This week seems to be shaping up to be all about knowing and teaching and learning right from wrong. That is to say, all about morality. What I have mentioned yet, though, that bears mentioning in this context, is how morality and teaching through example apply to parenting.
It is tempting, as a parent, to lecture to your teenagers about the right and wrong thing to do in this situation or that one. But then, as the parent, to completely ignore your own rules. Even though it may chafe, you need to start living by the rules you set for your teenager.
If you want your teenager treat friends, family, teachers, adults, etc. with absolute respect, then you have to make sure that you absolutely do the same. No exceptions.
If you want your teenager to refrain from smoking cigarettes, drinking alcohol, and doing drugs, then you have to do the same. No exceptions. Yes, even though it’s legal for you to do some of those things and not for your teenager.
If you want your teenager to be home by midnight, you need to be home by midnight. No exceptions.
If you want your teenager to go to school every day unless they have a fever or are vomiting, you need to go to work every day. Only the same exceptions.
If you don’t let your teenager go out with friends unless you’ve met them, make sure your family has the chance to meet your new friends before you go out with them.
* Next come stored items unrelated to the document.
use cinema_tickets::{api::Server, config::Config, PurchaseError, TicketService};
use std::process::ExitCode;
use tracing::{error, info};

const CONFIG_PATH: &str = "config/default.toml";

const USAGE: &str = "usage:
  cinema-tickets serve
  cinema-tickets purchase '<order json>'

order json:
  {\"accountId\": 1, \"ticketTypeRequests\": [{\"type\": \"ADULT\", \"noOfTickets\": 2}]}";

/// Entry point.
///
/// `serve` starts the JSON-RPC server; `purchase` runs a single order and
/// prints the outcome.
#[tokio::main]
async fn main() -> anyhow::Result<ExitCode> {
    let config = Config::load(CONFIG_PATH)?;
    tracing_subscriber::fmt()
        .with_max_level(config.logging.max_level()?)
        .init();

    let args: Vec<String> = std::env::args().skip(1).collect();
    match args.iter().map(String::as_str).collect::<Vec<_>>().as_slice() {
        ["serve"] => {
            info!("Cinema tickets starting with config: {:?}", config);
            let server = Server::new(config.api, TicketService::with_default_gateways());
            server.start().await?;
            Ok(ExitCode::SUCCESS)
        }
        ["purchase", order] => {
            let order: serde_json::Value = serde_json::from_str(order)?;
            Ok(run_purchase(&TicketService::with_default_gateways(), &order))
        }
        _ => {
            eprintln!("{USAGE}");
            Ok(ExitCode::from(2))
        }
    }
}

fn run_purchase(service: &TicketService, order: &serde_json::Value) -> ExitCode {
    match service.purchase_json(order) {
        Ok(confirmation) => {
            println!("{confirmation}");
            ExitCode::SUCCESS
        }
        Err(e @ PurchaseError::Contract(_)) => {
            error!("Invalid purchase request: {}", e);
            eprintln!("invalid request: {e}");
            ExitCode::from(2)
        }
        Err(e) => {
            eprintln!("purchase failed: {e}");
            ExitCode::FAILURE
        }
    }
}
Let your teenager know that you’re living by the same rules you set for him/her. Talk about why you think these rules are important.
Living by your teenager’s rules will have two important outcomes:
- Your teenager will see you really think the rules are important, and will have a higher respect for them.
- You will think very carefully about what rules you set before you set them. Your rules will probably be more appropriate and thoughtful as a result.
A couple of disclaimers:
- You do not, of course, have to live according to changes in the rules because your teenager has had privileges removed. But it’s best if you do, because it will probably give you more time together, and spending time together is what will bring you closer to your teenager.
- This mostly applies to older teenagers who can drive and fend for themselves – the 16 to 18 set, not the 13 to 15 set. But it’s good to start thinking about and planning for it even earlier!